Output, word for word, every line from the start of the listing down to and including the line that contains "Some(1) => ExpiryStep::Extend"; include nothing else.

BEGIN Supplied material

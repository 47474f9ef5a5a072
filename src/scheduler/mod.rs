/// 경매 정리 스케줄러
/// 1. 유찰 정리: 입찰 없이 시작 시간이 지난 경매를 1일 연장 → 30일 연장 → 종료 순서로 처리
/// 2. 미확인 낙찰 복구: 판매자 승인 후 구매자가 기한 내 확인하지 않은 경매를 다시 입찰 가능 상태로 되돌림
/// 두 작업 모두 행(또는 작은 묶음) 단위 트랜잭션으로 처리하고, 잠근 뒤 조건을 다시 확인한다.
// region:    --- Imports
use crate::auction::model::{AuctionItem, AuctionStatus, BidStatus};
use crate::database::DatabaseManager;
use crate::error::Result;
use chrono::{DateTime, Duration, Utc};
use sqlx::PgPool;
use std::sync::Arc;
use tokio::time::interval;
use tracing::{debug, error, info};
// endregion: --- Imports

// region:    --- Expiry Policy
/// 유찰 정리 대상 조회 범위 (일)
pub const EXPIRY_LOOKBACK_DAYS: i64 = 30;
/// 미확인 낙찰 복구 대상 조회 범위 (시간)
pub const REVERSAL_LOOKBACK_HOURS: i64 = 24;
/// 유찰 횟수 상한
pub const MAX_EXPIRED_COUNT: i16 = 3;

const REVERSAL_BATCH_SIZE: usize = 50;

/// 유찰 처리 단계
#[derive(Debug, Clone, Copy, PartialEq, Eq)]
pub enum ExpiryStep {
    Extend { days: i64, expired_count: i16 },
    Close,
}

/// 현재 유찰 횟수에 따른 다음 단계
/// 1회 → 30일 연장, 2회 → 종료, 그 외(없음/0) → 1일 연장
pub fn next_expiry_step(expired_count: Option<i16>) -> ExpiryStep {
    match expired_count {
        Some(1) => ExpiryStep::Extend {
            days: 30,
            expired_count: 2,
        },
        Some(count) if count >= 2 => ExpiryStep::Close,
        _ => ExpiryStep::Extend {
            days: 1,
            expired_count: 1,
        },
    }
}

/// 연장 후 시작 시간
/// 스케줄러가 오래 멈춰 있었더라도 연장된 시작 시간은 항상 `now` 이후가 된다.
pub fn extended_start(start: DateTime<Utc>, now: DateTime<Utc>, days: i64) -> DateTime<Utc> {
    start.max(now) + Duration::days(days)
}

/// 정리 작업 결과
#[derive(Debug, Clone, Copy, Default, PartialEq, Eq)]
pub struct SweepReport {
    pub selected: usize,
    pub updated: usize,
    pub failed: usize,
}
// endregion: --- Expiry Policy

// region:    --- Queries
const SELECT_EXPIRY_CANDIDATES: &str = r#"
    SELECT id FROM auction_items
    WHERE status = $1 AND accept_id IS NULL AND COALESCE(expired_count, 0) < 3
      AND start_timestamp <= $2 AND start_timestamp >= $3
    ORDER BY id
"#;

const LOCK_EXPIRY_CANDIDATE: &str = r#"
    SELECT * FROM auction_items
    WHERE id = $1 AND status = $2 AND accept_id IS NULL AND COALESCE(expired_count, 0) < 3
      AND start_timestamp <= $3 AND start_timestamp >= $4
    FOR UPDATE
"#;

const EXTEND_AUCTION: &str = r#"
    UPDATE auction_items
    SET start_timestamp = $2, expired_count = $3, updated_at = $4
    WHERE id = $1
"#;

const CLOSE_EXPIRED_AUCTION: &str = r#"
    UPDATE auction_items
    SET status = $2, expired_count = 3, updated_at = $3
    WHERE id = $1
"#;

const SELECT_REVERSAL_CANDIDATES: &str = r#"
    SELECT id FROM auction_items
    WHERE buyer_timeout <= $1 AND buyer_timeout >= $2
      AND buyer_steps <= 2 AND seller_steps = 2
      AND status = $3 AND accept_id IS NOT NULL
    ORDER BY id
"#;

const LOCK_REVERSAL_BATCH: &str = r#"
    SELECT id, accept_id FROM auction_items
    WHERE id = ANY($1)
      AND buyer_timeout <= $2 AND buyer_timeout >= $3
      AND buyer_steps <= 2 AND seller_steps = 2
      AND status = $4 AND accept_id IS NOT NULL
    ORDER BY id
    FOR UPDATE
"#;

const REVERT_AUCTIONS: &str = r#"
    UPDATE auction_items
    SET status = $2, accept_id = NULL, seller_steps = 1, buyer_steps = 1, updated_at = $3
    WHERE id = ANY($1)
"#;

const VOID_DEFAULTED_BIDS: &str = r#"
    UPDATE auction_item_histories h
    SET status = $3, updated_at = $4
    FROM UNNEST($1::bigint[], $2::bigint[]) AS r(auction_item_id, user_id)
    WHERE h.auction_item_id = r.auction_item_id AND h.user_id = r.user_id AND h.status = $5
"#;
// endregion: --- Queries

// region:    --- Auction Scheduler
/// 경매 정리 스케줄러
pub struct AuctionScheduler {
    db_manager: Arc<DatabaseManager>,
    period: std::time::Duration,
}

impl AuctionScheduler {
    pub fn new(db_manager: Arc<DatabaseManager>, period: std::time::Duration) -> Self {
        Self { db_manager, period }
    }

    /// 정리 작업 주기 실행 시작
    pub async fn start(&self) {
        let pool = self.db_manager.get_pool();
        let period = self.period;
        tokio::spawn(async move {
            let mut interval = interval(period);
            loop {
                interval.tick().await;
                let now = Utc::now();
                match sweep_expired(&pool, now).await {
                    Ok(report) => debug!("{:<12} --> 유찰 정리: {:?}", "Scheduler", report),
                    Err(e) => error!("{:<12} --> 유찰 정리 중 오류 발생: {:?}", "Scheduler", e),
                }
                match revert_unconfirmed(&pool, now).await {
                    Ok(report) => debug!("{:<12} --> 미확인 낙찰 복구: {:?}", "Scheduler", report),
                    Err(e) => error!(
                        "{:<12} --> 미확인 낙찰 복구 중 오류 발생: {:?}",
                        "Scheduler", e
                    ),
                }
            }
        });
    }

    /// 유찰 정리 1회 실행
    pub async fn sweep_expired(&self, now: DateTime<Utc>) -> Result<SweepReport> {
        sweep_expired(self.db_manager.pool(), now).await
    }

    /// 미확인 낙찰 복구 1회 실행
    pub async fn revert_unconfirmed(&self, now: DateTime<Utc>) -> Result<SweepReport> {
        revert_unconfirmed(self.db_manager.pool(), now).await
    }
}

/// 유찰 정리
/// 행 하나의 실패는 기록만 하고 나머지를 계속 처리한다.
pub async fn sweep_expired(pool: &PgPool, now: DateTime<Utc>) -> Result<SweepReport> {
    let since = now - Duration::days(EXPIRY_LOOKBACK_DAYS);
    let ids = sqlx::query_scalar::<_, i64>(SELECT_EXPIRY_CANDIDATES)
        .bind(AuctionStatus::Open)
        .bind(now)
        .bind(since)
        .fetch_all(pool)
        .await?;

    let mut report = SweepReport {
        selected: ids.len(),
        ..Default::default()
    };

    for id in ids {
        match expire_auction(pool, id, now).await {
            Ok(true) => report.updated += 1,
            Ok(false) => debug!("{:<12} --> 이미 처리된 경매: id={}", "Scheduler", id),
            Err(e) => {
                report.failed += 1;
                error!("{:<12} --> 유찰 처리 실패: id={}, {:?}", "Scheduler", id, e);
            }
        }
    }

    if report.updated > 0 || report.failed > 0 {
        info!(
            "{:<12} --> 유찰 정리 완료: 대상 {}, 처리 {}, 실패 {}",
            "Scheduler", report.selected, report.updated, report.failed
        );
    }
    Ok(report)
}

/// 경매 하나를 잠그고 유찰 조건을 다시 확인한 뒤 처리
/// 그 사이 입찰이 들어왔거나 이미 처리된 경매면 `false`.
pub async fn expire_auction(pool: &PgPool, auction_id: i64, now: DateTime<Utc>) -> Result<bool> {
    let since = now - Duration::days(EXPIRY_LOOKBACK_DAYS);
    let mut tx = pool.begin().await?;

    let auction = sqlx::query_as::<_, AuctionItem>(LOCK_EXPIRY_CANDIDATE)
        .bind(auction_id)
        .bind(AuctionStatus::Open)
        .bind(now)
        .bind(since)
        .fetch_optional(&mut *tx)
        .await?;

    let Some(auction) = auction else {
        tx.rollback().await?;
        return Ok(false);
    };

    match next_expiry_step(auction.expired_count) {
        ExpiryStep::Extend {
            days,
            expired_count,
        } => {
            // 조회 조건상 start_timestamp 는 항상 존재
            let start = auction.start_timestamp.unwrap_or(now);
            sqlx::query(EXTEND_AUCTION)
                .bind(auction_id)
                .bind(extended_start(start, now, days))
                .bind(expired_count)
                .bind(now)
                .execute(&mut *tx)
                .await?;
        }
        ExpiryStep::Close => {
            sqlx::query(CLOSE_EXPIRED_AUCTION)
                .bind(auction_id)
                .bind(AuctionStatus::Closed)
                .bind(now)
                .execute(&mut *tx)
                .await?;
        }
    }

    tx.commit().await?;
    Ok(true)
}

/// 미확인 낙찰 복구
/// 대상 경매를 작은 묶음으로 나눠 묶음마다 한 번의 UPDATE 로 되돌리고,
/// 기한을 넘긴 최고 입찰자의 입찰 기록은 무효 처리한다.
pub async fn revert_unconfirmed(pool: &PgPool, now: DateTime<Utc>) -> Result<SweepReport> {
    let since = now - Duration::hours(REVERSAL_LOOKBACK_HOURS);
    let ids = sqlx::query_scalar::<_, i64>(SELECT_REVERSAL_CANDIDATES)
        .bind(now)
        .bind(since)
        .bind(AuctionStatus::Bidding)
        .fetch_all(pool)
        .await?;

    let mut report = SweepReport {
        selected: ids.len(),
        ..Default::default()
    };

    for batch in ids.chunks(REVERSAL_BATCH_SIZE) {
        match revert_auctions(pool, batch, now).await {
            Ok(count) => report.updated += count,
            Err(e) => {
                report.failed += batch.len();
                error!(
                    "{:<12} --> 미확인 낙찰 복구 실패: ids={:?}, {:?}",
                    "Scheduler", batch, e
                );
            }
        }
    }

    if report.updated > 0 || report.failed > 0 {
        info!(
            "{:<12} --> 미확인 낙찰 복구 완료: 대상 {}, 처리 {}, 실패 {}",
            "Scheduler", report.selected, report.updated, report.failed
        );
    }
    Ok(report)
}

/// 주어진 경매들을 잠그고 복구 조건을 다시 확인한 뒤 한 번에 되돌린다
/// 그 사이 보증금이 확인되는 등 조건을 벗어난 경매는 건너뛴다.
pub async fn revert_auctions(pool: &PgPool, batch: &[i64], now: DateTime<Utc>) -> Result<usize> {
    let since = now - Duration::hours(REVERSAL_LOOKBACK_HOURS);
    let mut tx = pool.begin().await?;

    let locked = sqlx::query_as::<_, (i64, i64)>(LOCK_REVERSAL_BATCH)
        .bind(batch.to_vec())
        .bind(now)
        .bind(since)
        .bind(AuctionStatus::Bidding)
        .fetch_all(&mut *tx)
        .await?;

    if locked.is_empty() {
        tx.rollback().await?;
        return Ok(0);
    }

    let (auction_ids, leaders): (Vec<i64>, Vec<i64>) = locked.into_iter().unzip();

    let reverted = sqlx::query(REVERT_AUCTIONS)
        .bind(&auction_ids)
        .bind(AuctionStatus::Open)
        .bind(now)
        .execute(&mut *tx)
        .await?
        .rows_affected();

    sqlx::query(VOID_DEFAULTED_BIDS)
        .bind(&auction_ids)
        .bind(&leaders)
        .bind(BidStatus::Void)
        .bind(now)
        .bind(BidStatus::Active)
        .execute(&mut *tx)
        .await?;

    tx.commit().await?;
    Ok(reverted as usize)
}
// endregion: --- Auction Scheduler
/// 경매 상품 조회
pub const GET_AUCTION: &str = "SELECT * FROM auction_items WHERE id = $1";

/// 경매 상품 조회 (행 잠금)
pub const GET_AUCTION_FOR_UPDATE: &str = "SELECT * FROM auction_items WHERE id = $1 FOR UPDATE";

/// 경매 코드로 조회
pub const GET_AUCTION_BY_CODE: &str = "SELECT * FROM auction_items WHERE auction_code = $1";

/// 진료과 코드 조회
pub const GET_DEPARTMENT_CODE: &str = "SELECT code FROM departments WHERE id = $1";

/// 장비 종류 코드 조회
pub const GET_DEVICE_TYPE_CODE: &str = "SELECT code FROM device_types WHERE id = $1";

/// 경매 코드 접두어 잠금 (트랜잭션 종료 시 해제)
pub const LOCK_CODE_PREFIX: &str = "SELECT pg_advisory_xact_lock(hashtext($1))";

/// 같은 접두어의 경매 수 (접두어는 패턴이 아닌 문자열 그대로 비교)
pub const COUNT_CODES_WITH_PREFIX: &str =
    "SELECT COUNT(*) FROM auction_items WHERE left(auction_code, char_length($1)) = $1";

/// 경매 상품 생성
pub const INSERT_AUCTION: &str = r#"
    INSERT INTO auction_items (
        auction_code, name, description, company_id, department_id, device_type_id,
        manufacturer_id, status, expired_count, start_timestamp, auction_timeout,
        visit_date, visit_time, quantity
    )
    VALUES ($1, $2, $3, $4, $5, $6, $7, $8, 0, $9, $10, $11, $12, $13)
    RETURNING *
"#;

/// 현재 최고 입찰 조회
pub const GET_LEADING_BID: &str = r#"
    SELECT * FROM auction_item_histories
    WHERE auction_item_id = $1 AND status = $2
    ORDER BY value DESC, id ASC
    LIMIT 1
"#;

/// 입찰 기록 추가
pub const INSERT_BID: &str = r#"
    INSERT INTO auction_item_histories (auction_item_id, user_id, value, status, created_at, updated_at)
    VALUES ($1, $2, $3, $4, $5, $5)
    RETURNING *
"#;

/// 입찰 반영: 최고 입찰자 지정, 양측 1단계, 타임아웃 설정
pub const APPLY_BID: &str = r#"
    UPDATE auction_items
    SET status = $2, accept_id = $3, seller_steps = 1, buyer_steps = 1,
        seller_timeout = $4, buyer_timeout = $4, updated_at = $5
    WHERE id = $1
    RETURNING *
"#;

/// 입찰자 프로필 조회
pub const GET_BIDDER_PROFILE: &str = "SELECT id, name, email, phone FROM users WHERE id = $1";

/// 보증금 확인
pub const CONFIRM_DEPOSIT: &str = r#"
    UPDATE auction_items
    SET status = $2, seller_steps = 3, buyer_steps = 3, updated_at = $3
    WHERE id = $1
    RETURNING *
"#;

/// 판매자 낙찰 승인
pub const ACCEPT_LEADING_BID: &str = r#"
    UPDATE auction_items
    SET seller_steps = 2, buyer_timeout = $2, updated_at = $3
    WHERE id = $1
    RETURNING *
"#;

/// 구매자 낙찰 확인
pub const ACKNOWLEDGE_AWARD: &str = r#"
    UPDATE auction_items
    SET buyer_steps = 2, updated_at = $2
    WHERE id = $1
    RETURNING *
"#;

/// 입찰 이력 조회
pub const GET_BID_HISTORY: &str = r#"
    SELECT * FROM auction_item_histories
    WHERE auction_item_id = $1
    ORDER BY created_at DESC, id DESC
"#;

END Supplied material

| Response box |
repository 47474f9ef5a5a072
filename src/scheduler/mod.rs
/// 경매 정리 스케줄러
/// 1. 유찰 정리: 입찰 없이 시작 시간이 지난 경매를 1일 연장 → 30일 연장 → 종료 순서로 처리
/// 2. 미확인 낙찰 복구: 판매자 승인 후 구매자가 기한 내 확인하지 않은 경매를 다시 입찰 가능 상태로 되돌림
/// 두 작업 모두 행(또는 작은 묶음) 단위 트랜잭션으로 처리하고, 잠근 뒤 조건을 다시 확인한다.
// region:    --- Imports
use crate::auction::model::{AuctionItem, AuctionStatus, BidStatus};
use crate::database::DatabaseManager;
use crate::error::Result;
use chrono::{DateTime, Duration, Utc};
use sqlx::PgPool;
use std::sync::Arc;
use tokio::time::interval;
use tracing::{debug, error, info};
// endregion: --- Imports

// region:    --- Expiry Policy
/// 유찰 정리 대상 조회 범위 (일)
pub const EXPIRY_LOOKBACK_DAYS: i64 = 30;
/// 미확인 낙찰 복구 대상 조회 범위 (시간)
pub const REVERSAL_LOOKBACK_HOURS: i64 = 24;
/// 유찰 횟수 상한
pub const MAX_EXPIRED_COUNT: i16 = 3;

const REVERSAL_BATCH_SIZE: usize = 50;

/// 유찰 처리 단계
#[derive(Debug, Clone, Copy, PartialEq, Eq)]
pub enum ExpiryStep {
    Extend { days: i64, expired_count: i16 },
    Close,
}

/// 현재 유찰 횟수에 따른 다음 단계
/// 1회 → 30일 연장, 2회 → 종료, 그 외(없음/0) → 1일 연장
pub fn next_expiry_step(expired_count: Option<i16>) -> ExpiryStep {
    match expired_count {
        Some(1) => ExpiryStep::Extend {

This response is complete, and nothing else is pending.